Corporations may be people in the eyes of the law, but they're just as soul-less as most lawers. Don't expect moral decisions from them.


I agree
By Ticholo on 5/16/12, Rating: 0
RE: I agree
By gamerk2 on 5/16/12, Rating: 0
RE: I agree
By Ticholo on 5/16/2012 4:20:55 PM , Rating: 2
Yes, I know.
And the guy has a point that not having iPhones on their roster can be a bad thing (though I can't imagine the iPhone is killing T-Mobile), but those upfront costs seem really high for it not to get too risky.


By Boze on 5/16/2012 4:50:48 PM , Rating: 2
One of the biggest reasons we have such ridiculous contracts is because the carrier is subsidizing the price of the phone through those monthly payments. With unlocked phones like the Galaxy Nexus selling for $430 and the Galaxy S II selling for $499, I would imagine if these providers would be completely transparent about actual costs, we'd see that our monthly plans probably have a 60% or above markup.

The problem is that too many people in America have forgotten how to save money for large purchases (which I would argue a $399 to $799 telephone is). They'd rather be fleeced for 24 months. It makes the butt reaming easier to take when it comes in a small amount every month.

This is exactly why I switched over to Virgin Mobile. They don't have the most bleeding edge phones, that's true, but they do have unlimited everything except data (which is capped at 2.5 GB/mo, dropping down to a 256 kbps throughput once over the cap - you never actually get 'cut off'), for $55 a month.

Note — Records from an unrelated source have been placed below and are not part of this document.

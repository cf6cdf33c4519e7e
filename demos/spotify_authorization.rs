//! Interactive Spotify login walkthrough.
//!
//! Prints the authorize URL, waits for the `state` and `code` query parameters from the
//! redirect, then exchanges the code, fetches the Spotify profile, and links it to a local
//! account kept in a JSON file.

// std
use std::{
	io::{self, Write},
	path::PathBuf,
	sync::Arc,
};
// crates.io
use color_eyre::{Result, eyre::eyre};
// self
use oauth2_integration::{
	provider::{
		ProviderConfig,
		spotify::{self, SpotifyConfig},
	},
	store::{AccountStore, FileAccountStore},
};

#[tokio::main]
async fn main() -> Result<()> {
	color_eyre::install()?;

	let client_id = prompt_with_default("Enter your Spotify client ID", None)?;
	let client_secret = prompt_with_default("Enter your Spotify client secret", None)?;
	let redirect_uri = prompt_with_default(
		"Enter the redirect URI registered with Spotify",
		Some("http://127.0.0.1:8080/callback"),
	)?;
	let store_path = prompt_with_default("Account store file", Some("spotify-accounts.json"))?;
	let store: Arc<dyn AccountStore> = Arc::new(FileAccountStore::open(PathBuf::from(store_path))?);
	let config = SpotifyConfig::new(
		ProviderConfig::new(client_id, client_secret, redirect_uri)
			.with_scope(["user-read-email", "user-read-private"]),
	)
	.with_show_dialog(true);
	let flow = spotify::spotify(store, config)?;
	let request = flow.authorization_url(None)?;

	println!("Authorize URL: {}", request.url);
	println!(
		"After Spotify redirects back to your app, copy the `state` and `code` query parameters and paste them here."
	);

	let returned_state = prompt_with_default(
		"State (press Enter to reuse the generated value)",
		Some(request.state.as_str()),
	)?;

	if returned_state != request.state {
		return Err(eyre!("Returned state does not match the issued one."));
	}

	let Some(code) = prompt_optional("Authorization code (leave blank to stop here)")? else {
		println!("Authorization code not provided; skipping the callback.");

		return Ok(());
	};
	let outcome = flow.validate_callback(&code).await?;
	let profile = &outcome.provider_user.profile;

	println!(
		"Spotify user: {} ({})",
		profile.display_name.as_deref().unwrap_or("<no display name>"),
		outcome.provider_user.id
	);
	println!(
		"Local account: {} ({})",
		outcome.account.user_id,
		if outcome.account.created { "created" } else { "existing" }
	);
	println!("Access token: {}", outcome.tokens.access_token.expose());

	match outcome.tokens.access_token_expires_in {
		Some(seconds) => println!("Expires in: {seconds}s"),
		None => println!("Provider did not report an expiry."),
	}

	Ok(())
}

fn prompt_with_default(message: &str, default: Option<&str>) -> Result<String> {
	loop {
		if let Some(value) = default {
			print!("{message} [{value}]: ");
		} else {
			print!("{message}: ");
		}

		io::stdout().flush()?;

		let mut input = String::new();

		io::stdin().read_line(&mut input)?;

		let trimmed = input.trim();

		if trimmed.is_empty() {
			if let Some(value) = default {
				return Ok(value.to_owned());
			}
		} else {
			return Ok(trimmed.to_owned());
		}
	}
}

fn prompt_optional(message: &str) -> Result<Option<String>> {
	print!("{message}: ");

	io::stdout().flush()?;

	let mut input = String::new();

	io::stdin().read_line(&mut input)?;

	let trimmed = input.trim();

	if trimmed.is_empty() { Ok(None) } else { Ok(Some(trimmed.to_owned())) }
}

Well worth it IMO, especially since I get 3G speeds in every area in which I travel.

Without doubt though, the biggest problem is the amount of unused spectrum that certain businesses and wealthy individuals are just sitting on, doing absolutely nothing with it. Its some ridiculous number like 90%. And instead of some enormous company like AT&T or Verizon Communications just paying these people whatever they want for the spectrum rights, they just jack up pricing to force out poorer customers, and no CEO will grow the balls necessary to tell shareholders, "Well we're not going to be profitable for the next five years because I'm going to buy 30% of the spectrum in a massive multi-billion dollar deal. Once we own that 30% though, we're going to slash prices by 50% and put every other cellular company out of business."




absurd
By Trisped on 5/16/2012 5:42:03 PM , Rating: 2
quote:
For anyone that questions Hesse's decision to make a deal with Apple, he simply tells them to take a look at embattled T-Mobile.
More likely it is the fact that T-Mobile was going to be bought by AT&T, so all the T-Mobile customers who did not want AT&T made the switch to a new carrier. It is also likely the result of T-Mobile not having LTE.

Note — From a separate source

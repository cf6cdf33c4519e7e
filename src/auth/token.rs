//! Token sets issued by provider token endpoints and the secret wrapper guarding them.

pub mod secret;
pub mod set;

The thing I just realized is that Sprint is paying over $500 per iPhone. Seems absurd to me.




Excuses Excuses
By zephyrwind69 on 5/16/2012 8:47:33 PM , Rating: 2
To quote Dan Hesse:

quote:
For anyone that questions Hesse's decision to make a deal with Apple, he simply tells them to take a look at embattled T-Mobile. T-Mobile recently announced that it would be laying off an additional 900 workers in the U.S. and has lost contract customers for 10 straight quarters.


Yet realize that Tmo's and ATT's wireless work together. In fact over 1 million iPhones migrated to Tmo when they could be unlocked, article is June 2011:

http://www.tmonews.com/2011/06/t-mobile-says-over-...

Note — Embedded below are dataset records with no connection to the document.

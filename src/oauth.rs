//! Request executor plus the wire-level builders for token and profile requests.
//!
//! [`RequestExecutor`] is the single chokepoint for outbound provider calls: it sends
//! through a [`ProviderHttpClient`], then classifies the outcome as a transport failure, a
//! provider rejection (non-2xx, body surfaced verbatim), a malformed 2xx body, or a typed
//! success.

pub use oauth2;

// crates.io
use base64::{Engine as _, engine::general_purpose::STANDARD};
use oauth2::{
	AsyncHttpClient, HttpClientError, HttpRequest, HttpResponse,
	http::{
		HeaderValue, Method, Request,
		header::{ACCEPT, AUTHORIZATION, CONTENT_TYPE, USER_AGENT},
	},
};
use url::form_urlencoded::Serializer as FormSerializer;
// self
use crate::{
	_prelude::*,
	error::{ConfigError, RequestError, TransportError},
	http::{Endpoint, ProviderHttpClient, parse_retry_after},
	provider::{ClientAuthMethod, ProviderConfig, ProviderDescriptor},
};
#[cfg(feature = "reqwest")] use crate::http::ReqwestHttpClient;

const FORM_CONTENT_TYPE: &str = "application/x-www-form-urlencoded";
const JSON_CONTENT_TYPE: &str = "application/json";
const DEFAULT_USER_AGENT: &str = concat!(env!("CARGO_PKG_NAME"), "/", env!("CARGO_PKG_VERSION"));

/// Maps HTTP transport failures into [`TransportError`] values.
pub trait TransportErrorMapper<E>
where
	Self: 'static + Send + Sync,
	E: 'static + Send + Sync + StdError,
{
	/// Converts an [`HttpClientError`] emitted by the transport into a transport error.
	fn map_transport_error(&self, endpoint: Endpoint, error: HttpClientError<E>)
	-> TransportError;
}

/// Default mapper for reqwest-backed transports.
#[cfg(feature = "reqwest")]
#[derive(Clone, Debug, Default)]
pub struct ReqwestTransportErrorMapper;
#[cfg(feature = "reqwest")]
impl TransportErrorMapper<ReqwestError> for ReqwestTransportErrorMapper {
	fn map_transport_error(
		&self,
		endpoint: Endpoint,
		err: HttpClientError<ReqwestError>,
	) -> TransportError {
		match err {
			HttpClientError::Reqwest(inner) if inner.is_timeout() =>
				TransportError::timeout(endpoint, *inner),
			HttpClientError::Reqwest(inner) => TransportError::network(endpoint, *inner),
			HttpClientError::Http(inner) =>
				TransportError::Other { endpoint, message: inner.to_string() },
			HttpClientError::Io(inner) => TransportError::Io(inner),
			HttpClientError::Other(message) => TransportError::Other { endpoint, message },
			_ => TransportError::Other { endpoint, message: "unrecognized client failure".into() },
		}
	}
}

/// Issues provider requests and classifies their outcomes.
pub struct RequestExecutor<C, M>
where
	C: ?Sized + ProviderHttpClient,
	M: ?Sized + TransportErrorMapper<C::TransportError>,
{
	/// HTTP client wrapper used for every outbound provider request.
	pub http_client: Arc<C>,
	/// Mapper applied to transport-layer errors before surfacing them to callers.
	pub transport_mapper: Arc<M>,
}
impl<C, M> RequestExecutor<C, M>
where
	C: ?Sized + ProviderHttpClient,
	M: ?Sized + TransportErrorMapper<C::TransportError>,
{
	/// Creates an executor from a transport + mapper pair.
	pub fn new(http_client: impl Into<Arc<C>>, transport_mapper: impl Into<Arc<M>>) -> Self {
		Self { http_client: http_client.into(), transport_mapper: transport_mapper.into() }
	}

	/// Sends `request` to `endpoint` and decodes a 2xx JSON body into `T`.
	///
	/// Requests are never retried. `Accept` and `User-Agent` headers are filled in when
	/// the caller did not set them.
	pub async fn execute<T>(&self, endpoint: Endpoint, request: HttpRequest) -> Result<T, RequestError>
	where
		T: DeserializeOwned,
	{
		let response = self.send(endpoint, request).await?;

		decode_body(response.status().as_u16(), response.body())
	}

	/// Sends `request` and returns the raw 2xx response.
	///
	/// Transport failures and non-2xx statuses are classified exactly like
	/// [`execute`](Self::execute); the body is left for the caller to interpret.
	pub async fn send(
		&self,
		endpoint: Endpoint,
		mut request: HttpRequest,
	) -> Result<HttpResponse, RequestError> {
		let headers = request.headers_mut();

		headers.entry(ACCEPT).or_insert(HeaderValue::from_static(JSON_CONTENT_TYPE));
		headers.entry(USER_AGENT).or_insert(HeaderValue::from_static(DEFAULT_USER_AGENT));

		let handle = self.http_client.handle();
		let response = handle
			.call(request)
			.await
			.map_err(|err| self.transport_mapper.map_transport_error(endpoint, err))?;
		let status = response.status();

		if !status.is_success() {
			return Err(RequestError::Provider {
				status: status.as_u16(),
				body: String::from_utf8_lossy(response.body()).into_owned(),
				retry_after: parse_retry_after(response.headers()),
			});
		}

		Ok(response)
	}
}
impl<C, M> Clone for RequestExecutor<C, M>
where
	C: ?Sized + ProviderHttpClient,
	M: ?Sized + TransportErrorMapper<C::TransportError>,
{
	fn clone(&self) -> Self {
		Self { http_client: self.http_client.clone(), transport_mapper: self.transport_mapper.clone() }
	}
}
#[cfg(feature = "reqwest")]
impl Default for RequestExecutor<ReqwestHttpClient, ReqwestTransportErrorMapper> {
	fn default() -> Self {
		Self::new(ReqwestHttpClient::default(), ReqwestTransportErrorMapper)
	}
}

/// Authorization header schemes understood by provider endpoints.
#[derive(Clone, Copy, Debug, PartialEq, Eq)]
pub enum AuthScheme {
	/// `Authorization: Basic <credentials>`.
	Basic,
	/// `Authorization: Bearer <credentials>`.
	Bearer,
}
impl AuthScheme {
	const fn prefix(self) -> &'static str {
		match self {
			AuthScheme::Basic => "Basic",
			AuthScheme::Bearer => "Bearer",
		}
	}
}

/// Formats an `Authorization` header value. Basic credentials must already be encoded.
pub fn authorization_header(scheme: AuthScheme, credentials: &str) -> String {
	format!("{} {credentials}", scheme.prefix())
}

/// Encodes `client_id:client_secret` for HTTP Basic client authentication.
pub fn basic_credentials(client_id: &str, client_secret: &str) -> String {
	STANDARD.encode(format!("{client_id}:{client_secret}"))
}

/// Builds the form-encoded authorization-code exchange request.
pub(crate) fn token_request(
	descriptor: &ProviderDescriptor,
	config: &ProviderConfig,
	code: &str,
) -> Result<HttpRequest> {
	let mut form = FormSerializer::new(String::new());

	form.append_pair("code", code)
		.append_pair("grant_type", "authorization_code")
		.append_pair("redirect_uri", &config.redirect_uri);

	let mut builder = Request::builder()
		.method(Method::POST)
		.uri(descriptor.endpoints.token.as_str())
		.header(CONTENT_TYPE, FORM_CONTENT_TYPE);

	match descriptor.client_auth_method {
		ClientAuthMethod::ClientSecretBasic => {
			let credentials = basic_credentials(&config.client_id, &config.client_secret);

			builder =
				builder.header(AUTHORIZATION, authorization_header(AuthScheme::Basic, &credentials));
		},
		ClientAuthMethod::ClientSecretPost => {
			form.append_pair("client_id", &config.client_id)
				.append_pair("client_secret", &config.client_secret);
		},
	}

	builder.body(form.finish().into_bytes()).map_err(|e| ConfigError::from(e).into())
}

/// Builds the bearer-authenticated profile request.
pub(crate) fn user_info_request(
	descriptor: &ProviderDescriptor,
	access_token: &str,
) -> Result<HttpRequest> {
	Request::builder()
		.method(Method::GET)
		.uri(descriptor.endpoints.user_info.as_str())
		.header(AUTHORIZATION, authorization_header(AuthScheme::Bearer, access_token))
		.body(Vec::new())
		.map_err(|e| ConfigError::from(e).into())
}

/// Decodes a JSON body, reporting the failing path on error.
pub(crate) fn decode_body<T>(status: u16, body: &[u8]) -> Result<T, RequestError>
where
	T: DeserializeOwned,
{
	let mut deserializer = serde_json::Deserializer::from_slice(body);

	serde_path_to_error::deserialize(&mut deserializer)
		.map_err(|err| malformed_from_path(status, err))
}

/// Decodes an already parsed JSON value, reporting the failing path on error.
pub(crate) fn decode_value<T>(status: u16, value: serde_json::Value) -> Result<T, RequestError>
where
	T: DeserializeOwned,
{
	serde_path_to_error::deserialize(value).map_err(|err| malformed_from_path(status, err))
}

fn malformed_from_path(
	status: u16,
	err: serde_path_to_error::Error<serde_json::Error>,
) -> RequestError {
	let detail = format!("failed to decode body at `{}`", err.path());

	RequestError::MalformedResponse { status, detail, source: Some(err) }
}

Given that this is dated news you predictably argue that there's some variability in this subscriber count; however, can't we conservatively estimate at least 500k subscribers with iPhones on the Tmo network, if not more? In exectuve terms I suppose these would be 'Free' customers in Tmo's eyes.

On the other end we get more excuses courtesy of Tmo's executive team just last quarter 2012. They argue that not having the iPhone is placing them at a technical disadvantage.

http://money.cnn.com/2012/02/23/technology/t-mobil...

Does anybody on wall street really buy that excuse?!